YOUR GOAL ▸
The answer must consist of every line from the entries below that contains the word "impl".

INPUT DATA ▸
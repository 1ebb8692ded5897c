//! Read-only query surface consumed by the dashboard and operator tooling.

use axum::extract::{Path, State};
use axum::http::StatusCode;
use axum::response::{IntoResponse, Json, Response};
use chrono::Utc;
use serde::Serialize;

use crate::queue::QueueEntry;
use crate::types::PrNumber;

use super::AppState;

/// The queue view: active entries plus recent terminal outcomes.
#[derive(Debug, Serialize)]
pub struct QueueView {
    pub entries: Vec<QueueEntry>,
    pub recent: Vec<QueueEntry>,
}

/// Number of terminal entries included in the queue view.
const RECENT_LIMIT: usize = 50;

/// `GET /api/v1/queue`
pub async fn queue_handler(State(state): State<AppState>) -> Json<QueueView> {
    let queue = state.engine().queue();
    Json(QueueView {
        entries: queue.entries(),
        recent: queue.recent_history(RECENT_LIMIT),
    })
}

/// `DELETE /api/v1/queue/{number}`
pub async fn remove_entry_handler(
    State(state): State<AppState>,
    Path(number): Path<u64>,
) -> Response {
    match state.engine().remove_from_queue(PrNumber(number)).await {
        Ok(true) => (StatusCode::OK, "Removed").into_response(),
        Ok(false) => (StatusCode::NOT_FOUND, "No queued entry").into_response(),
        Err(e) => (StatusCode::INTERNAL_SERVER_ERROR, e.to_string()).into_response(),
    }
}

/// `GET /api/v1/pulls/{number}`
pub async fn pull_request_handler(
    State(state): State<AppState>,
    Path(number): Path<u64>,
) -> Response {
    match state.engine().store().get(PrNumber(number)) {
        Some(pr) => Json(pr).into_response(),
        None => (StatusCode::NOT_FOUND, "Unknown pull request").into_response(),
    }
}

/// `GET /api/v1/pulls/{number}/history`
pub async fn history_handler(
    State(state): State<AppState>,
    Path(number): Path<u64>,
) -> Response {
    Json(state.engine().audit().for_pr(PrNumber(number))).into_response()
}

/// `GET /api/v1/metrics`
pub async fn metrics_handler(State(state): State<AppState>) -> Response {
    Json(state.engine().queue().metrics(Utc::now())).into_response()
}
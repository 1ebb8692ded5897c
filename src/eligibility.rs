//! Merge eligibility evaluation.
//!
//! [`evaluate`] is a pure function from a PR snapshot to an admit/reject
//! verdict. It performs no I/O and is deterministic for a given snapshot;
//! the merge queue relies on that determinism to re-check entries
//! idempotently before executing a merge.
//!
//! When several conditions fail at once, the first failing reason in this
//! fixed precedence is reported: not open > missing label > not approved >
//! checks not successful > conflicts present.

use std::fmt;

use serde::{Deserialize, Serialize};

use crate::types::{ChecksStatus, PullRequest};

/// The verdict for queueing a PR for merge.
#[derive(Debug, Clone, Copy, PartialEq, Eq, Serialize, Deserialize)]
#[serde(tag = "verdict", content = "reason", rename_all = "snake_case")]
pub enum Eligibility {
    Eligible,
    Ineligible(IneligibleReason),
}

impl Eligibility {
    pub fn is_eligible(&self) -> bool {
        matches!(self, Eligibility::Eligible)
    }
}

/// Why a PR cannot be admitted to the merge queue.
///
/// Not an error: a normal terminal classification with a stable reason code.
#[derive(Debug, Clone, Copy, PartialEq, Eq, Hash, Serialize, Deserialize)]
#[serde(rename_all = "snake_case")]
pub enum IneligibleReason {
    /// The PR is closed or merged.
    NotOpen,
    /// The PR does not carry the auto-merge label.
    MissingLabel,
    /// No approval is recorded.
    NotApproved,
    /// The aggregate checks status is not success.
    ChecksNotSuccessful,
    /// The PR has merge conflicts against its base.
    HasConflicts,
}

impl fmt::Display for IneligibleReason {
    fn fmt(&self, f: &mut fmt::Formatter<'_>) -> fmt::Result {
        let text = match self {
            IneligibleReason::NotOpen => "pull request is not open",
            IneligibleReason::MissingLabel => "auto-merge label not present",
            IneligibleReason::NotApproved => "no approval recorded",
            IneligibleReason::ChecksNotSuccessful => "checks not successful",
            IneligibleReason::HasConflicts => "merge conflicts present",
        };
        write!(f, "{}", text)
    }
}

/// Evaluates whether a PR snapshot may be admitted to the merge queue.
pub fn evaluate(pr: &PullRequest, auto_merge_label: &str) -> Eligibility {
    if !pr.state.is_open() {
        return Eligibility::Ineligible(IneligibleReason::NotOpen);
    }
    if !pr.has_label(auto_merge_label) {
        return Eligibility::Ineligible(IneligibleReason::MissingLabel);
    }
    if pr.approval.is_none() {
        return Eligibility::Ineligible(IneligibleReason::NotApproved);
    }
    if pr.checks_status != ChecksStatus::Success {
        return Eligibility::Ineligible(IneligibleReason::ChecksNotSuccessful);
    }
    if pr.has_conflicts {
        return Eligibility::Ineligible(IneligibleReason::HasConflicts);
    }
    Eligibility::Eligible
}

#[cfg(test)]
mod tests {
    use super::*;
    use crate::types::{Approval, CheckState, PrNumber, PrState, PullRequest, Sha};
    use chrono::Utc;
    use proptest::prelude::*;

    const LABEL: &str = "auto-merge";

    /// A PR that satisfies every admission condition.
    fn eligible_pr() -> PullRequest {
        let mut pr = PullRequest::new(PrNumber(100), Sha::new("a".repeat(40)), Utc::now());
        pr.labels.insert(LABEL.to_string());
        pr.approval = Some(Approval {
            approver: "reviewer".to_string(),
            approved_at: Utc::now(),
        });
        pr.checks.insert("build".to_string(), CheckState::Success);
        pr.recompute_checks_status();
        pr
    }

    #[test]
    fn fully_green_pr_is_eligible() {
        assert_eq!(evaluate(&eligible_pr(), LABEL), Eligibility::Eligible);
    }

    #[test]
    fn closed_pr_is_ineligible() {
        let mut pr = eligible_pr();
        pr.state = PrState::Closed;
        assert_eq!(
            evaluate(&pr, LABEL),
            Eligibility::Ineligible(IneligibleReason::NotOpen)
        );
    }

    #[test]
    fn missing_label_is_ineligible() {
        let mut pr = eligible_pr();
        pr.labels.clear();
        assert_eq!(
            evaluate(&pr, LABEL),
            Eligibility::Ineligible(IneligibleReason::MissingLabel)
        );
    }

    #[test]
    fn unapproved_pr_is_ineligible() {
        let mut pr = eligible_pr();
        pr.approval = None;
        assert_eq!(
            evaluate(&pr, LABEL),
            Eligibility::Ineligible(IneligibleReason::NotApproved)
        );
    }

    #[test]
    fn failing_checks_are_ineligible() {
        let mut pr = eligible_pr();
        pr.checks.insert("lint".to_string(), CheckState::Failure);
        pr.recompute_checks_status();
        assert_eq!(
            evaluate(&pr, LABEL),
            Eligibility::Ineligible(IneligibleReason::ChecksNotSuccessful)
        );
    }

    #[test]
    fn no_checks_at_all_is_not_success() {
        let mut pr = eligible_pr();
        pr.checks.clear();
        pr.recompute_checks_status();
        assert_eq!(
            evaluate(&pr, LABEL),
            Eligibility::Ineligible(IneligibleReason::ChecksNotSuccessful)
        );
    }

    #[test]
    fn conflicts_are_ineligible() {
        let mut pr = eligible_pr();
        pr.has_conflicts = true;
        assert_eq!(
            evaluate(&pr, LABEL),
            Eligibility::Ineligible(IneligibleReason::HasConflicts)
        );
    }

    #[test]
    fn precedence_reports_first_failing_reason() {
        // Everything wrong at once: closed wins.
        let mut pr = eligible_pr();
        pr.state = PrState::Merged;
        pr.labels.clear();
        pr.approval = None;
        pr.checks.clear();
        pr.recompute_checks_status();
        pr.has_conflicts = true;
        assert_eq!(
            evaluate(&pr, LABEL),
            Eligibility::Ineligible(IneligibleReason::NotOpen)
        );

        // Open but unlabeled: label precedes approval.
        pr.state = PrState::Open;
        assert_eq!(
            evaluate(&pr, LABEL),
            Eligibility::Ineligible(IneligibleReason::MissingLabel)
        );

        // Labeled but unapproved: approval precedes checks.
        pr.labels.insert(LABEL.to_string());
        assert_eq!(
            evaluate(&pr, LABEL),
            Eligibility::Ineligible(IneligibleReason::NotApproved)
        );

        // Approved but checks pending: checks precede conflicts.
        pr.approval = Some(Approval {
            approver: "r".to_string(),
            approved_at: Utc::now(),
        });
        assert_eq!(
            evaluate(&pr, LABEL),
            Eligibility::Ineligible(IneligibleReason::ChecksNotSuccessful)
        );

        // Only conflicts left.
        pr.checks.insert("build".to_string(), CheckState::Success);
        pr.recompute_checks_status();
        assert_eq!(
            evaluate(&pr, LABEL),
            Eligibility::Ineligible(IneligibleReason::HasConflicts)
        );
    }

    proptest! {
        /// evaluate is deterministic: two calls on the same snapshot agree.
        #[test]
        fn deterministic_for_identical_snapshots(
            open in proptest::bool::ANY,
            labeled in proptest::bool::ANY,
            approved in proptest::bool::ANY,
            check_state in prop_oneof![
                Just(None),
                Just(Some(CheckState::Pending)),
                Just(Some(CheckState::Success)),
                Just(Some(CheckState::Failure)),
            ],
            conflicts in proptest::bool::ANY,
        ) {
            let mut pr = PullRequest::new(PrNumber(1), Sha::new("a".repeat(40)), Utc::now());
            if !open {
                pr.state = PrState::Closed;
            }
            if labeled {
                pr.labels.insert(LABEL.to_string());
            }
            if approved {
                pr.approval = Some(Approval {
                    approver: "r".to_string(),
                    approved_at: Utc::now(),
                });
            }
            if let Some(state) = check_state {
                pr.checks.insert("build".to_string(), state);
            }
            pr.recompute_checks_status();
            pr.has_conflicts = conflicts;

            let first = evaluate(&pr, LABEL);
            let second = evaluate(&pr, LABEL);
            prop_assert_eq!(first, second);

            // Eligible exactly when every condition holds.
            let expect_eligible = open
                && labeled
                && approved
                && check_state == Some(CheckState::Success)
                && !conflicts;
            prop_assert_eq!(first.is_eligible(), expect_eligible);
        }
    }
}
//! Webhook signature verification using HMAC-SHA256.
//!
//! The code host signs webhook payloads using HMAC-SHA256 with a shared
//! secret and provides the signature in the `X-Hub-Signature-256` header as
//! `sha256=<hex>`. Verification is the first step in webhook processing;
//! invalid signatures are rejected before any parsing.

use hmac::{Hmac, Mac};
use sha2::Sha256;

type HmacSha256 = Hmac<Sha256>;

/// Parses a signature header (e.g., "sha256=abc123...") into raw bytes.
///
/// Returns `None` for malformed headers (missing prefix, invalid hex, etc.).
/// Never panics.
pub fn parse_signature_header(header: &str) -> Option<Vec<u8>> {
    let hex_sig = header.strip_prefix("sha256=")?;
    hex::decode(hex_sig).ok()
}

/// Computes the HMAC-SHA256 signature of a payload using the given secret.
///
/// This is useful for testing purposes (generating expected signatures).
pub fn compute_signature(payload: &[u8], secret: &[u8]) -> Vec<u8> {
    let mut mac = HmacSha256::new_from_slice(secret).expect("HMAC can take key of any size");
    mac.update(payload);
    mac.finalize().into_bytes().to_vec()
}

/// Formats a signature as a header value in the `sha256=<hex>` format.
pub fn format_signature_header(signature: &[u8]) -> String {
    format!("sha256={}", hex::encode(signature))
}

/// Verifies a webhook signature against the raw payload bytes and secret.
///
/// Returns `true` if the signature is valid, `false` otherwise.
/// Uses constant-time comparison to prevent timing attacks.
pub fn verify_signature(payload: &[u8], signature_header: &str, secret: &[u8]) -> bool {
    let expected_signature = match parse_signature_header(signature_header) {
        Some(sig) => sig,
        None => return false,
    };

    let mut mac = match HmacSha256::new_from_slice(secret) {
        Ok(mac) => mac,
        Err(_) => return false,
    };
    mac.update(payload);

    // Constant-time comparison via the HMAC library
    mac.verify_slice(&expected_signature).is_ok()
}
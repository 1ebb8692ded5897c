//! Core domain types.

mod ids;
mod pr;

pub use ids::{DeliveryId, InvalidSha, PrNumber, Sha};
pub use pr::{Approval, CheckState, ChecksStatus, PrState, PrSummary, PullRequest};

SOLUTION TO THE EXERCISE ▸
impl Eligibility {
impl fmt::Display for IneligibleReason {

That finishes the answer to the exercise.